I wanted to take the place against the assumption, or theory, that kids that are homeschooled may learn the wrong thing.

First off, to start, I am homeschooled, I have always been.

Being homeschooled can be a benefit because it is free. There aren't government rules and restrictions on being privately homeschooled. (Example, I don't mean homeschool as in you order papers from school and send them back.)
I understand there will be those who disagree, and worry that because of lack of government intervention, children may learn the "wrong" thing.

My argument on this is: What is right? How can you say what is wrong or what is right?
How do you know that being taught in a public facility approved by the government is the right thing?
I'm not saying everything my homeschool teaches is right, and I'm allowed to question the authenticity and validity of a couple of subjects.
But if the government has four apples, takes away two, and says the answer is one, does that make it right?

Obviously, I'm being a bit biased by using my base of learning as an example of what is taught, because I know some families want to be rebellious by saying something like that, or some families may teach their children the doctrine of Satan, or Allah, or whatever your deity may be.

I thank whoever accepts my challenge.


Greetings and Good luck!

I accept the challenge, and will attempt to argue that homeschooling may result in students being allowed to learn something that is "wrong."

First, a little about myself. I have also been homeschooled, only for 7th and 8th grades, and I feel that I greatly benefited from the academic focus that resulted from my homeschooling. It called for a much more student specific learning atmosphere, and gave my sister and I a much needed refuge from an overcrowded, underfunded, and outdated school system in Charlotte-Mecklenburg County, North Carolina.

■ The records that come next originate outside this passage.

//! Recovering average employee stats from observed office output.
//!
//! Per-job production is linear in intelligence, charisma, creativity and
//! efficiency once morale, energy and experience are known, so four
//! independently staffed jobs pin the four stats down. Each staffed job
//! contributes one residual, relative to its observed value.

use tracing::{debug, warn};

use super::config::LmSettings;
use super::lm::{least_squares_lm, LeastSquaresReport};
use crate::error::OptimizerError;
use crate::formulas::employees::{job_multiplier, StatMultipliers};
use crate::model::{EmployeeTraits, Job, JobCounts, JobProduction, ProductionSnapshot};

/// Minimum number of staffed jobs that determines all four stats.
pub const REQUIRED_STAFFED_JOBS: usize = 4;

/// Known office state plus the production it was observed to yield.
#[derive(Debug, Clone, Copy, PartialEq)]
#[cfg_attr(feature = "serde", derive(serde::Serialize, serde::Deserialize))]
pub struct OfficeObservation {
    pub jobs: JobCounts,
    pub production: JobProduction,
    pub morale: f64,
    pub energy: f64,
    pub experience: f64,
    pub multipliers: StatMultipliers,
}

impl OfficeObservation {
    /// Takes staffing, morale, energy, experience and stat multipliers from
    /// `snapshot`; the snapshot's skill stats are ignored.
    pub fn from_snapshot(snapshot: &ProductionSnapshot, production: JobProduction) -> Self {
        Self {
            jobs: snapshot.jobs,
            production,
            morale: snapshot.traits.morale,
            energy: snapshot.traits.energy,
            experience: snapshot.traits.experience,
            multipliers: StatMultipliers::from_snapshot(snapshot),
        }
    }

    fn traits(&self, x: &[f64]) -> EmployeeTraits {
        EmployeeTraits {
            morale: self.morale,
            energy: self.energy,
            intelligence: x[0],
            charisma: x[1],
            creativity: x[2],
            efficiency: x[3],
            experience: self.experience,
        }
    }
}

/// Recovered stats with solver diagnostics.
#[derive(Debug, Clone, PartialEq)]
#[cfg_attr(feature = "serde", derive(serde::Serialize, serde::Deserialize))]
pub struct RecoveredTraits {
    pub traits: EmployeeTraits,
    pub report: LeastSquaresReport,
}

/// A validated recovery problem.
#[derive(Debug, Clone)]
pub struct TraitRecovery {
    observation: OfficeObservation,
    staffed: Vec<Job>,
}

impl TraitRecovery {
    /// Checks that the observation can determine every stat.
    ///
    /// # Errors
    ///
    /// [`OptimizerError::InsufficientJobDiversity`] when fewer than
    /// [`REQUIRED_STAFFED_JOBS`] jobs have employees.
    pub fn new(observation: OfficeObservation) -> Result<Self, OptimizerError> {
        let staffed: Vec<Job> = observation
            .jobs
            .iter()
            .filter(|&(_, n)| n > 0)
            .map(|(job, _)| job)
            .collect();
        if staffed.len() < REQUIRED_STAFFED_JOBS {
            return Err(OptimizerError::InsufficientJobDiversity {
                staffed: staffed.len(),
                required: REQUIRED_STAFFED_JOBS,
            });
        }
        Ok(Self {
            observation,
            staffed,
        })
    }

    pub fn staffed_jobs(&self) -> &[Job] {
        &self.staffed
    }

    /// Relative error of every staffed job for stats `x`
    /// (intelligence, charisma, creativity, efficiency).
    pub fn residuals(&self, x: &[f64], out: &mut [f64]) {
        let obs = &self.observation;
        let traits = obs.traits(x);
        let base = obs.morale * obs.energy * 1e-4;
        for (slot, &job) in out.iter_mut().zip(&self.staffed) {
            let observed = obs.production[job];
            let predicted =
                obs.jobs[job] as f64 * job_multiplier(&traits, &obs.multipliers, job) * base;
            *slot = (predicted - observed) / observed.abs().max(1.0);
        }
    }

    /// Runs Levenberg–Marquardt from the new-hire baseline.
    pub fn solve(&self, settings: &LmSettings) -> Result<RecoveredTraits, OptimizerError> {
        settings.validate().map_err(OptimizerError::InvalidConfig)?;
        let x0 = [EmployeeTraits::NEW_HIRE; 4];
        let report = least_squares_lm(
            |x, out| self.residuals(x, out),
            self.staffed.len(),
            &x0,
            settings,
        )
        .map_err(|e| {
            warn!(error = %e, staffed = self.staffed.len(), "employee stat recovery failed");
            OptimizerError::Solver(e)
        })?;

        debug!(
            iterations = report.iterations,
            max_residual = report.max_residual,
            "employee stats recovered"
        );
        Ok(RecoveredTraits {
            traits: self.observation.traits(&report.x),
            report,
        })
    }
}

/// Recovers intelligence, charisma, creativity and efficiency from
/// observed per-job production.
///
/// # Errors
///
/// [`OptimizerError::InsufficientJobDiversity`] before any iteration when
/// fewer than four jobs are staffed, [`OptimizerError::InvalidConfig`] for
/// bad settings and [`OptimizerError::Solver`] when the fit does not
/// converge.
pub fn recover_employee_traits(
    observation: &OfficeObservation,
    settings: &LmSettings,
) -> Result<RecoveredTraits, OptimizerError> {
    TraitRecovery::new(*observation)?.solve(settings)
}

#[cfg(test)]
mod tests {
    use super::*;
    use crate::formulas::employees::employee_production;
    use crate::recovery::SolverError;

    fn hidden_traits() -> EmployeeTraits {
        EmployeeTraits {
            morale: 95.0,
            energy: 88.0,
            intelligence: 121.5,
            charisma: 93.0,
            creativity: 64.25,
            efficiency: 108.0,
            experience: 140.0,
        }
    }

    fn multipliers() -> StatMultipliers {
        StatMultipliers {
            intelligence: 1.375,
            charisma: 1.1,
            creativity: 1.21,
            efficiency: 1.5,
        }
    }

    fn observe(jobs: JobCounts) -> OfficeObservation {
        let truth = hidden_traits();
        OfficeObservation {
            jobs,
            production: employee_production(&truth, &jobs, &multipliers()),
            morale: truth.morale,
            energy: truth.energy,
            experience: truth.experience,
            multipliers: multipliers(),
        }
    }

    fn assert_close(recovered: &EmployeeTraits) {
        let truth = hidden_traits();
        for (got, want) in [
            (recovered.intelligence, truth.intelligence),
            (recovered.charisma, truth.charisma),
            (recovered.creativity, truth.creativity),
            (recovered.efficiency, truth.efficiency),
        ] {
            assert!((got - want).abs() < 1e-4, "got {got}, want {want}");
        }
    }

    #[test]
    fn test_recovers_with_four_jobs() {
        let obs = observe(JobCounts::new([6, 4, 0, 3, 5]));
        let out = recover_employee_traits(&obs, &LmSettings::default()).unwrap();
        assert_close(&out.traits);
        assert_eq!(out.traits.morale, 95.0);
        assert!(out.report.max_residual < 1e-6);
    }

    #[test]
    fn test_recovers_with_all_jobs() {
        let obs = observe(JobCounts::new([9, 9, 4, 6, 2]));
        let out = recover_employee_traits(&obs, &LmSettings::default()).unwrap();
        assert_close(&out.traits);
    }

    #[test]
    fn test_insufficient_diversity_fails_before_solving() {
        let obs = observe(JobCounts::new([10, 10, 10, 0, 0]));
        let err = TraitRecovery::new(obs).unwrap_err();
        assert_eq!(
            err,
            OptimizerError::InsufficientJobDiversity {
                staffed: 3,
                required: 4
            }
        );
        // Even an unusable solver configuration is never reached.
        let broken = LmSettings::default().with_max_iterations(0);
        assert_eq!(recover_employee_traits(&obs, &broken).unwrap_err(), err);
    }

    #[test]
    fn test_inconsistent_observation_is_an_error() {
        let mut obs = observe(JobCounts::new([9, 9, 4, 6, 2]));
        obs.production[Job::Operations] *= 1.2;
        let err = recover_employee_traits(&obs, &LmSettings::default()).unwrap_err();
        assert!(
            matches!(
                err,
                OptimizerError::Solver(SolverError::ResidualTooLarge { .. })
            ),
            "{err:?}"
        );
    }

    #[test]
    fn test_invalid_settings() {
        let obs = observe(JobCounts::new([9, 9, 4, 6, 2]));
        let err =
            recover_employee_traits(&obs, &LmSettings::default().with_max_iterations(0)).unwrap_err();
        assert!(matches!(err, OptimizerError::InvalidConfig(_)));
    }

    #[test]
    fn test_from_snapshot_uses_office_state() {
        let snapshot = ProductionSnapshot {
            jobs: JobCounts::new([1, 2, 3, 4, 5]),
            ..ProductionSnapshot::default()
        };
        let obs = OfficeObservation::from_snapshot(&snapshot, JobProduction::default());
        assert_eq!(obs.jobs, snapshot.jobs);
        assert_eq!(obs.morale, 100.0);
        assert_eq!(obs.multipliers, StatMultipliers::default());
    }
}
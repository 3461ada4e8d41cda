//! Error handling for the relay

use std::time::Duration;
use thiserror::Error;

/// Main error type for the relay pipeline
#[derive(Debug, Error)]
pub enum RelayError {
    #[error("Missing URL")]
    MissingUrl,

    #[error("Invalid YouTube URL: {0}")]
    InvalidUrl(String),

    #[error("yt-dlp not found. Please install yt-dlp")]
    YtDlpNotFound,

    #[error("yt-dlp invocation failed: {0}")]
    FetchFailed(String),

    #[error("yt-dlp did not finish within {0:?}")]
    Timeout(Duration),

    #[error("Parse error: {0}")]
    Parse(#[from] serde_json::Error),

    #[error("IO error: {0}")]
    Io(#[from] std::io::Error),
}

/// Coarse classification used when translating errors for clients
#[derive(Debug, Clone, Copy, PartialEq, Eq)]
pub enum ErrorKind {
    /// Bad input from the caller
    Validation,
    /// The extraction tool failed, timed out or could not be started
    Upstream,
    /// The extraction tool produced output that is not valid metadata
    Parse,
}

impl RelayError {
    pub fn kind(&self) -> ErrorKind {
        match self {
            RelayError::MissingUrl | RelayError::InvalidUrl(_) => ErrorKind::Validation,
            RelayError::Parse(_) => ErrorKind::Parse,
            RelayError::YtDlpNotFound
            | RelayError::FetchFailed(_)
            | RelayError::Timeout(_)
            | RelayError::Io(_) => ErrorKind::Upstream,
        }
    }

    /// Message that is safe to hand back to a client.
    ///
    /// Upstream detail (stderr, paths, exit codes) never leaves the process.
    pub fn public_message(&self) -> &'static str {
        match self {
            RelayError::MissingUrl => "Missing URL",
            RelayError::InvalidUrl(_) => "Invalid YouTube URL",
            RelayError::Parse(_) => "Parse error",
            _ => "Failed to fetch formats",
        }
    }
}

#[cfg(test)]
mod tests {
    use super::*;

    #[test]
    fn test_kind_mapping() {
        assert_eq!(RelayError::MissingUrl.kind(), ErrorKind::Validation);
        assert_eq!(
            RelayError::InvalidUrl("x".into()).kind(),
            ErrorKind::Validation
        );
        assert_eq!(
            RelayError::Timeout(Duration::from_secs(1)).kind(),
            ErrorKind::Upstream
        );
        let parse = serde_json::from_str::<serde_json::Value>("{").unwrap_err();
        assert_eq!(RelayError::from(parse).kind(), ErrorKind::Parse);
    }

    #[test]
    fn test_public_message_hides_detail() {
        let err = RelayError::FetchFailed("ERROR: secret stderr".into());
        assert_eq!(err.public_message(), "Failed to fetch formats");
        assert!(!err.public_message().contains("secret"));
    }
}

This being said, I will move right into my argument:

While I feel that I was benefited by my homeschooling, I must first admit that my parents were not the teacher. We have a family friend that had taught for several years, and she undertook the task of being our teacher. In retrospect, I have no doubt that she was far more experienced and thus, more prepared to teach than my parents would have been. My parents had no idea where to acquire textbooks, workbooks, learning aids, and the other supplies that were necessary for our education. The reason that our homeschool experience was so successful is undoubtedly because we were collaborating with a professional teacher.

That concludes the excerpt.